• Instructions to follow: Report, from the records below, every line where the word "models" appears.

• Information provided:
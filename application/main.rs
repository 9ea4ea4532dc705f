use std::net::SocketAddr;
use std::time::Duration;

use axum::http::header::{AUTHORIZATION, CONTENT_TYPE};
use axum::http::Method;
use tower_http::cors::CorsLayer;
use tracing::info;
use tracing_subscriber::EnvFilter;

use coffeeconnect::api::build_router;
use coffeeconnect::app_state::AppState;
use coffeeconnect::config::Config;
use coffeeconnect::places::GooglePlaces;
use coffeeconnect::repository::SupabaseRepository;

#[tokio::main]
async fn main() {
    tracing_subscriber::fmt()
        .json()
        .with_env_filter(EnvFilter::from_default_env())
        .init();

    let config = Config::load();

    let repository = match (&config.backend_url, &config.backend_service_key) {
        (Some(url), Some(key)) => Some(SupabaseRepository::new(url.clone(), key.clone())),
        _ => None,
    };
    let places = config.places_api_key.clone().map(GooglePlaces::new);
    let state = AppState { repository, places };

    let cors = CorsLayer::new()
        .allow_methods([Method::GET, Method::POST, Method::DELETE, Method::OPTIONS])
        .allow_headers([AUTHORIZATION, CONTENT_TYPE])
        .max_age(Duration::from_secs(60 * 60));

    let app = build_router(state).layer(cors);

    let addr = SocketAddr::from(([0, 0, 0, 0], config.port));
    info!("listening on {addr}");

    axum::Server::bind(&addr)
        .serve(app.into_make_service())
        .with_graceful_shutdown(shutdown_signal())
        .await
        .expect("server to run");
}

async fn shutdown_signal() {
    let ctrl_c = async {
        tokio::signal::ctrl_c()
            .await
            .expect("failed to install Ctrl+C handler");
    };

    #[cfg(unix)]
    let terminate = async {
        tokio::signal::unix::signal(tokio::signal::unix::SignalKind::terminate())
            .expect("failed to install signal handler")
            .recv()
            .await;
    };

    #[cfg(not(unix))]
    let terminate = std::future::pending::<()>();

    tokio::select! {
        _ = ctrl_c => {},
        _ = terminate => {},
    }

    info!("shutdown signal received");
}
use crate::error::AppResult;
use crate::models::like::Like;
use crate::models::user::UserId;

#[async_trait::async_trait]
pub trait LikeRepository {
    async fn like_exists(&self, post_id: &str, user_id: &UserId) -> AppResult<bool>;
    async fn insert_like(&self, like: Like) -> AppResult<()>;

    /// Unconditional delete; removing an absent like is a no-op.
    async fn delete_like(&self, post_id: &str, user_id: &UserId) -> AppResult<()>;
}
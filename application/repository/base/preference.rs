use crate::error::AppResult;
use crate::models::preference::DrinkPreference;
use crate::models::user::UserId;

#[async_trait::async_trait]
pub trait PreferenceRepository {
    /// Zero-or-one row per user; absence is not an error.
    async fn get_drink_preference(&self, user_id: &UserId)
        -> AppResult<Option<DrinkPreference>>;
}
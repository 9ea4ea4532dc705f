use async_trait::async_trait;
use axum::extract::FromRequestParts;
use axum::http::request::Parts;

use crate::error::AppError;
use crate::models::user::AuthenticatedUser;

/// The per-request identity as resolved by the session middleware.
#[derive(Clone, Debug)]
pub struct CurrentUser(pub Option<AuthenticatedUser>);

/// Extractor for handlers that work with or without a session.
pub struct MaybeUser(pub Option<AuthenticatedUser>);

#[async_trait]
impl<S: Send + Sync> FromRequestParts<S> for MaybeUser {
    type Rejection = std::convert::Infallible;

    async fn from_request_parts(parts: &mut Parts, _state: &S) -> Result<Self, Self::Rejection> {
        let user = parts
            .extensions
            .get::<CurrentUser>()
            .and_then(|current| current.0.clone());

        Ok(MaybeUser(user))
    }
}

#[async_trait]
impl<S: Send + Sync> FromRequestParts<S> for AuthenticatedUser {
    type Rejection = AppError;

    async fn from_request_parts(parts: &mut Parts, _state: &S) -> Result<Self, Self::Rejection> {
        parts
            .extensions
            .get::<CurrentUser>()
            .and_then(|current| current.0.clone())
            .ok_or(AppError::Unauthenticated)
    }
}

• Result of this exercise:
use crate::models::like::Like;
use crate::models::user::UserId;
use crate::models::preference::DrinkPreference;
use crate::models::user::UserId;
use crate::models::user::AuthenticatedUser;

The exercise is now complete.